## TASK GOAL:
Below are the records; how many of their lines contain "described"? Reply only with that figure.

[DATA SUPPLIED — start]

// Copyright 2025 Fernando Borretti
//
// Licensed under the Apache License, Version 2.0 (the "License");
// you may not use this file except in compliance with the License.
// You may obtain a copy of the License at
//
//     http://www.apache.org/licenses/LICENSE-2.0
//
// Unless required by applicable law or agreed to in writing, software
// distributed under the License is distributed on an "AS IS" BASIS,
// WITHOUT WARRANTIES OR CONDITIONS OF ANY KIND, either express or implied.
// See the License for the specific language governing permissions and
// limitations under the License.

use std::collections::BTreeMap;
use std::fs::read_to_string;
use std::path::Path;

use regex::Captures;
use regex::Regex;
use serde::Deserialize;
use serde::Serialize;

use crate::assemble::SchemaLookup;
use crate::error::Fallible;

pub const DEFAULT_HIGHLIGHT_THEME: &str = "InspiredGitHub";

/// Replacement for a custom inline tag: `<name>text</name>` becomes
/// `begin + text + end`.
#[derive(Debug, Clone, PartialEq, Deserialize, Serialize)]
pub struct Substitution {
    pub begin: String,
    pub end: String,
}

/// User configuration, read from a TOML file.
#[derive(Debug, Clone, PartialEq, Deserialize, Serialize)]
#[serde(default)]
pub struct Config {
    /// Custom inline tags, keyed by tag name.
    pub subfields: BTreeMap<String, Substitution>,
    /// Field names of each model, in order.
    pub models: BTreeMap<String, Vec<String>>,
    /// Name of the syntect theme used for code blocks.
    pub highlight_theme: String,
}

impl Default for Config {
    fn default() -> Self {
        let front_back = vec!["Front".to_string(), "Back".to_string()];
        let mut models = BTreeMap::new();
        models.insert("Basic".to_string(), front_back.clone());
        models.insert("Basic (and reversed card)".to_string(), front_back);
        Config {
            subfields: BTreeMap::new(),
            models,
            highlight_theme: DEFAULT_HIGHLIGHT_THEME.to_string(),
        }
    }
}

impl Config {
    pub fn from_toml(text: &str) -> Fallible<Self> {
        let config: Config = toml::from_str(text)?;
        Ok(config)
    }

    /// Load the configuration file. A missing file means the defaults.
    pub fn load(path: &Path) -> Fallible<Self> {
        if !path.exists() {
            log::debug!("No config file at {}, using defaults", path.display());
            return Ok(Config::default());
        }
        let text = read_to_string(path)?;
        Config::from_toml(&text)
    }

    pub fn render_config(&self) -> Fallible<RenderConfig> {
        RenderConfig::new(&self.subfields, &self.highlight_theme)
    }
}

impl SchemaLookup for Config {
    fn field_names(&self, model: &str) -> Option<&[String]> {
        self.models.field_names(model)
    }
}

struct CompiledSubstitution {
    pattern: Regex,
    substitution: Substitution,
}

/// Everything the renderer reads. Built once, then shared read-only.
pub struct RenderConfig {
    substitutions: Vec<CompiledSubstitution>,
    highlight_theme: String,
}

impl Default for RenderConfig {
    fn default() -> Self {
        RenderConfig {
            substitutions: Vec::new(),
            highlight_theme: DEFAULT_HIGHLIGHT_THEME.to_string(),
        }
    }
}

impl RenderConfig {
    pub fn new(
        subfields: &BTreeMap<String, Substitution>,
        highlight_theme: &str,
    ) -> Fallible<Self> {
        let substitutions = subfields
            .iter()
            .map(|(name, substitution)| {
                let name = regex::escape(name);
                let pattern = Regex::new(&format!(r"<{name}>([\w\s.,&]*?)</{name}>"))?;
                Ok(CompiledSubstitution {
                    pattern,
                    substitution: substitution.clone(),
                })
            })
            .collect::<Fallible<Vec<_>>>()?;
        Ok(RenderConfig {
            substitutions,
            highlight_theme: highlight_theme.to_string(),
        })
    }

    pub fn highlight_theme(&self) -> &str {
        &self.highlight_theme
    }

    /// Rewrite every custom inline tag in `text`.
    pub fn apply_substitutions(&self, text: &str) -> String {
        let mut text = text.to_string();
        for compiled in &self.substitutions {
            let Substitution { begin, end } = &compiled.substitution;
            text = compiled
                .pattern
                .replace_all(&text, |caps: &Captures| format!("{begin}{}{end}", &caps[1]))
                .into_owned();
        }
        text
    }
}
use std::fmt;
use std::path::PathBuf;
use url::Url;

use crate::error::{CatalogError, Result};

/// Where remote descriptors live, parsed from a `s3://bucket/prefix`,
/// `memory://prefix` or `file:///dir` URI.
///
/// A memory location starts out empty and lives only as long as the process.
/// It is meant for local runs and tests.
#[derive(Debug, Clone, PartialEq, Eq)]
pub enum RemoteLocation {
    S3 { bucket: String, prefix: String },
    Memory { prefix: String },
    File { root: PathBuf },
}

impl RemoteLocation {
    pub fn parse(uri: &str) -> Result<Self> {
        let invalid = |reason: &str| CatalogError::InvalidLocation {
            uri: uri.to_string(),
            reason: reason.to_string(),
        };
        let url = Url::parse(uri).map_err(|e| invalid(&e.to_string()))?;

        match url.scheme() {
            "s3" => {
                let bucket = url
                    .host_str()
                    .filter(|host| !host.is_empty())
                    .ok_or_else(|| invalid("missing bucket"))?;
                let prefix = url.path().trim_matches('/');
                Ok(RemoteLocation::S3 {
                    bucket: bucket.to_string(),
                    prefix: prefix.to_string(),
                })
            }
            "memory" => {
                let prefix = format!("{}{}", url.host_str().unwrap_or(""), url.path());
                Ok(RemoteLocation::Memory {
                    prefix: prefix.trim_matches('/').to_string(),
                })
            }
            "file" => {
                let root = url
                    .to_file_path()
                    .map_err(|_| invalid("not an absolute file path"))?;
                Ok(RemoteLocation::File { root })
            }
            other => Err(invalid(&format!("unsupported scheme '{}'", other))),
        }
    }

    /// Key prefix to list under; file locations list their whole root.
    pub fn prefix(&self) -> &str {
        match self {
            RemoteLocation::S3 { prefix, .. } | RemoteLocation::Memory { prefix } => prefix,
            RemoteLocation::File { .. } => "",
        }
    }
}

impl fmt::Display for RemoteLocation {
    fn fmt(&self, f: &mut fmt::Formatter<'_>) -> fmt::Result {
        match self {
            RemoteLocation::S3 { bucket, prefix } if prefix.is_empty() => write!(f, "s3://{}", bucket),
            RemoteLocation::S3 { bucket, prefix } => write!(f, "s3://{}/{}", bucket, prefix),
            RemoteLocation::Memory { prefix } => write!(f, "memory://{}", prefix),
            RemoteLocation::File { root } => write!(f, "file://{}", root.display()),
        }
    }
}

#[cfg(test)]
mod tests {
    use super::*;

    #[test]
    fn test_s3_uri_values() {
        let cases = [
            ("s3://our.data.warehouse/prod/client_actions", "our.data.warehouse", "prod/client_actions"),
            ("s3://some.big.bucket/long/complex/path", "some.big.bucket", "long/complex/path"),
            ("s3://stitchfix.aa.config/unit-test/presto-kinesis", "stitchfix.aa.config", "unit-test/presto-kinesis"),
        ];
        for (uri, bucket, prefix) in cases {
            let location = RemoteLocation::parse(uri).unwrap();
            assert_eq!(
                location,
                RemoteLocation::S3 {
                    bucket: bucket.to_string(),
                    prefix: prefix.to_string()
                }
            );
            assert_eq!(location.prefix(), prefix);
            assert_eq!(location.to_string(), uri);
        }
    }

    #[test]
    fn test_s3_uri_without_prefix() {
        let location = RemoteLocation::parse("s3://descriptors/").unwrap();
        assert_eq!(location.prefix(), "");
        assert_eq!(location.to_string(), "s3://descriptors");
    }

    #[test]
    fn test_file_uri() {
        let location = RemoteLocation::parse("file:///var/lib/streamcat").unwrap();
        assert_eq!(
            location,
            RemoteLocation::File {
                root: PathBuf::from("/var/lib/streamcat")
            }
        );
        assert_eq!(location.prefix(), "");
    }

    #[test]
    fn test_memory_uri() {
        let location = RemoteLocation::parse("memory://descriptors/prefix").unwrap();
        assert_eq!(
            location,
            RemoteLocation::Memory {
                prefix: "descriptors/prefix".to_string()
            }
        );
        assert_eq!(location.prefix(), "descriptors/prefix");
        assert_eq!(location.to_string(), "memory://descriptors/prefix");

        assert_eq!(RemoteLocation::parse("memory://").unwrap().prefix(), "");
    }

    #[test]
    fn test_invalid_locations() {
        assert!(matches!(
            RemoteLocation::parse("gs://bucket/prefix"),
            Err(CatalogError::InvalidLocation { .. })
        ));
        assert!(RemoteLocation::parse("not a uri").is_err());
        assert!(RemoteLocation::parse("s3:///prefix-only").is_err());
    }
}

[DATA SUPPLIED — finish]
[DATA SUPPLIED — start]

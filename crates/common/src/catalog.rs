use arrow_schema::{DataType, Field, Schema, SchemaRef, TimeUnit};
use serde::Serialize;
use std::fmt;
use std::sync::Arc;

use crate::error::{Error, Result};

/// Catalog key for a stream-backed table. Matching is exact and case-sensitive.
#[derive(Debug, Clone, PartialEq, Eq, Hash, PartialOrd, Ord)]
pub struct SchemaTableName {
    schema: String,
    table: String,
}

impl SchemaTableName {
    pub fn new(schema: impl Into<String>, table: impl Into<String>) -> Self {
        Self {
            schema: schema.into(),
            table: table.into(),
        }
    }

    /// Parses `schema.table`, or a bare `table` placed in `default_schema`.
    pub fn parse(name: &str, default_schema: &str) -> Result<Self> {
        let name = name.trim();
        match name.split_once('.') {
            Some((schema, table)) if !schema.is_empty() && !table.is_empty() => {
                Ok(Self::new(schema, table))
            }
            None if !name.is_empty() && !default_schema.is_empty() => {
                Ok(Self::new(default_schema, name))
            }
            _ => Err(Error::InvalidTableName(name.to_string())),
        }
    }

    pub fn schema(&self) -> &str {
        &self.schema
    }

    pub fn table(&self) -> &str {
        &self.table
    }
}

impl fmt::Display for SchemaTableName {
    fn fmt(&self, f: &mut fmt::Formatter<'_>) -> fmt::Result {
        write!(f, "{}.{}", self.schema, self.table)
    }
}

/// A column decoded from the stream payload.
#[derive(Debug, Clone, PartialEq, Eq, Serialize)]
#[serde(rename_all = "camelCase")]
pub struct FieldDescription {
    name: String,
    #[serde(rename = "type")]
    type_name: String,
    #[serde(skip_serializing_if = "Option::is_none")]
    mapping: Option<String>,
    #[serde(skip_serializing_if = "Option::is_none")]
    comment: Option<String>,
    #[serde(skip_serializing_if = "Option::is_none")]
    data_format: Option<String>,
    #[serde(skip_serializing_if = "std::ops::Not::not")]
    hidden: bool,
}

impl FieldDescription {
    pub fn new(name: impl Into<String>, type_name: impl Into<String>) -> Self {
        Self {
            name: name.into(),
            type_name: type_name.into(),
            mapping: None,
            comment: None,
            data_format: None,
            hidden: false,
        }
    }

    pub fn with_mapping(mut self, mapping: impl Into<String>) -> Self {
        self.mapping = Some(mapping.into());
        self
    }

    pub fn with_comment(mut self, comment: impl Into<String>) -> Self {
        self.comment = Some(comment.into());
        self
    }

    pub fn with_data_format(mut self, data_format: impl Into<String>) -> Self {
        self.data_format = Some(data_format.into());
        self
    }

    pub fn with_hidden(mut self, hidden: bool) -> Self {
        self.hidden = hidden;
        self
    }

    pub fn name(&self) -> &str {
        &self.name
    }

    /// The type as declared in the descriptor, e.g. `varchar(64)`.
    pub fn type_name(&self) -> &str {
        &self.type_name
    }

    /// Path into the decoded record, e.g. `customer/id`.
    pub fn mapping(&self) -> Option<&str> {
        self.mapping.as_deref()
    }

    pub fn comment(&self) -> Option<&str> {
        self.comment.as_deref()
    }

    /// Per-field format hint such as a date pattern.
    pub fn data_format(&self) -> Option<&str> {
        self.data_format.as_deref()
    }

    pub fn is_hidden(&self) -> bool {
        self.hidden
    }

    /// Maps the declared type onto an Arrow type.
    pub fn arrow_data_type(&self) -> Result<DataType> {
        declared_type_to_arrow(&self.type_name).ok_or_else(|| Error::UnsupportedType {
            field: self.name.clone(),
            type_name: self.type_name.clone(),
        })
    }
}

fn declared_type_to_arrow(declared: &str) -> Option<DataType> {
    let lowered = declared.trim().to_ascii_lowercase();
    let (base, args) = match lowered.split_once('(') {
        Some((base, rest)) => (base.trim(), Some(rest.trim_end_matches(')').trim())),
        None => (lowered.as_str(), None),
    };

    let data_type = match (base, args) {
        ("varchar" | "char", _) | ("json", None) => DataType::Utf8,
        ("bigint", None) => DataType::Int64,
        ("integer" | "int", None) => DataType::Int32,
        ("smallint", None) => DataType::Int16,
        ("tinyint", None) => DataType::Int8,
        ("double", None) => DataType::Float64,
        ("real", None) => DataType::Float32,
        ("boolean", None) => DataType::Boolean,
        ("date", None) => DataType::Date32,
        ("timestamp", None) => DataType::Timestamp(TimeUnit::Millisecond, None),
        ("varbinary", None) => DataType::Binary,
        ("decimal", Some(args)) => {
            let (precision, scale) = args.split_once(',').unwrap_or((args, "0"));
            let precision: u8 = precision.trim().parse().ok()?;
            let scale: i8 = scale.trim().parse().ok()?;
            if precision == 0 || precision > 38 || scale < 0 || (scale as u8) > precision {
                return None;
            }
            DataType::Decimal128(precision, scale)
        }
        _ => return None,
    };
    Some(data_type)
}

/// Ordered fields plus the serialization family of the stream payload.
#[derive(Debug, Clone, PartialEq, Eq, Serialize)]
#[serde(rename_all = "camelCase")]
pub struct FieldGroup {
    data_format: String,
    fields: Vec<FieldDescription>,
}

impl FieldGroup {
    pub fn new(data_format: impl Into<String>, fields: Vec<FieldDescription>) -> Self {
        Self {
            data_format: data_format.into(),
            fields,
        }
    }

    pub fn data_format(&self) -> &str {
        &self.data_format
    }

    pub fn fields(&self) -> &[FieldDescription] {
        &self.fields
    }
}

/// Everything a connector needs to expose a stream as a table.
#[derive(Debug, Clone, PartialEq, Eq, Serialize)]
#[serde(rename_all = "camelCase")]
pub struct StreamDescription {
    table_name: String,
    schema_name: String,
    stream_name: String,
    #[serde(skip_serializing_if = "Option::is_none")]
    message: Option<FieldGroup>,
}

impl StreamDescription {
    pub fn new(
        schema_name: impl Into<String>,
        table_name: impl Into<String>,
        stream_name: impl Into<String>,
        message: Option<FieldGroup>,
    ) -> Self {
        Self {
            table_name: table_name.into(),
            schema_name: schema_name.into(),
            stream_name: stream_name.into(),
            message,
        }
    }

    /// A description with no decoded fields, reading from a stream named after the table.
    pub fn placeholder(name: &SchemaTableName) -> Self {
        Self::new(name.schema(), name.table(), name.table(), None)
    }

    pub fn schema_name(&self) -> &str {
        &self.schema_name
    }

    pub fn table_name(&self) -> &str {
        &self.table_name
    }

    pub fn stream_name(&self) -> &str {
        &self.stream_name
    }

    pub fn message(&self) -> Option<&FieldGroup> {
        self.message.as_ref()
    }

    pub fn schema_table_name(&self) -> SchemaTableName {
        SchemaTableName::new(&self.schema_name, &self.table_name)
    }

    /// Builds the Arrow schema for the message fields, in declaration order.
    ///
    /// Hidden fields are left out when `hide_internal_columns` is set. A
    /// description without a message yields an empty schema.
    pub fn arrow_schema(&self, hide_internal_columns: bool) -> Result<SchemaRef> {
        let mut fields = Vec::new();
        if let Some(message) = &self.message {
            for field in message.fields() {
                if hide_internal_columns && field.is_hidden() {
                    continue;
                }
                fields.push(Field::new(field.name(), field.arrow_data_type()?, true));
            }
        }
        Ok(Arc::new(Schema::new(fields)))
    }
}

[DATA SUPPLIED — finish]
[DATA SUPPLIED — start]

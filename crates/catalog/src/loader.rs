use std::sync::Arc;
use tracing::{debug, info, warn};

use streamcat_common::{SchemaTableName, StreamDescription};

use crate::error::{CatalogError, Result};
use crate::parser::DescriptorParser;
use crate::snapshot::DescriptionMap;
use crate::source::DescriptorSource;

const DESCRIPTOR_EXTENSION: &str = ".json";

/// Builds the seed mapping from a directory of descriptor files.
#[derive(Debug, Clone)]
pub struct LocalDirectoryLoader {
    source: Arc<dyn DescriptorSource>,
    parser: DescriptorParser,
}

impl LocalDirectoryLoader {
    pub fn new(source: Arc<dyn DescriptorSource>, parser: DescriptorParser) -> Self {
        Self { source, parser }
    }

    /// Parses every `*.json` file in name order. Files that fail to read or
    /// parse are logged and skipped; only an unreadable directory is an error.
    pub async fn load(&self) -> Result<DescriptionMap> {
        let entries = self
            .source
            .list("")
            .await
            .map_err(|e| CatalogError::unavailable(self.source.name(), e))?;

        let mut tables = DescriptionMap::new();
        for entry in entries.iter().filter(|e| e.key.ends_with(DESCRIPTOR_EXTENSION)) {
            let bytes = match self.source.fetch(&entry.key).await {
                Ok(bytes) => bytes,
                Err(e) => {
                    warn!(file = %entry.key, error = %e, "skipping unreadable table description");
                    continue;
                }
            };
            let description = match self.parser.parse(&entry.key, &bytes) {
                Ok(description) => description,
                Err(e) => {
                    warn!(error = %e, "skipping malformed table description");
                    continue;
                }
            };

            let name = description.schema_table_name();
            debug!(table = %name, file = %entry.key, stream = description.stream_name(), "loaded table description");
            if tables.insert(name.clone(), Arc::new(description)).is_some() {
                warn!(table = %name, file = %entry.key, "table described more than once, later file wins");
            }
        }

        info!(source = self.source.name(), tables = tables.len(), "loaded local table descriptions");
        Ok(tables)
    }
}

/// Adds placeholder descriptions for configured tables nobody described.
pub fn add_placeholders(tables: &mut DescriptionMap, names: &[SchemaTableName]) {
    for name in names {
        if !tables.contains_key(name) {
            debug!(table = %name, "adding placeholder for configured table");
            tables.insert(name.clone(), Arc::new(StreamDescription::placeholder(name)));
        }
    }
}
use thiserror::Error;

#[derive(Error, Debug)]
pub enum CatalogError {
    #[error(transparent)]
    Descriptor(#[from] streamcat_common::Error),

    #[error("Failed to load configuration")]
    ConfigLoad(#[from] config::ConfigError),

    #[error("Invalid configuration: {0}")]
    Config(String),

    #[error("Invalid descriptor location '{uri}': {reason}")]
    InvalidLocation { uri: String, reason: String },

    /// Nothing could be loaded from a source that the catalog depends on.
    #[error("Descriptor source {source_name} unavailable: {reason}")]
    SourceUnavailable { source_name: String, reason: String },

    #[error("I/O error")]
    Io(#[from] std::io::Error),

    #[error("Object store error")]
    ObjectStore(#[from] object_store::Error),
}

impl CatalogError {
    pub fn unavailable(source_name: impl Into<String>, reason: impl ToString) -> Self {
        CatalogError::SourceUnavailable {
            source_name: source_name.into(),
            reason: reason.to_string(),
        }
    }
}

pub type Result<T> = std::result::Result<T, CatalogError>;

[DATA SUPPLIED — finish]

## YOUR RESPONSE:
2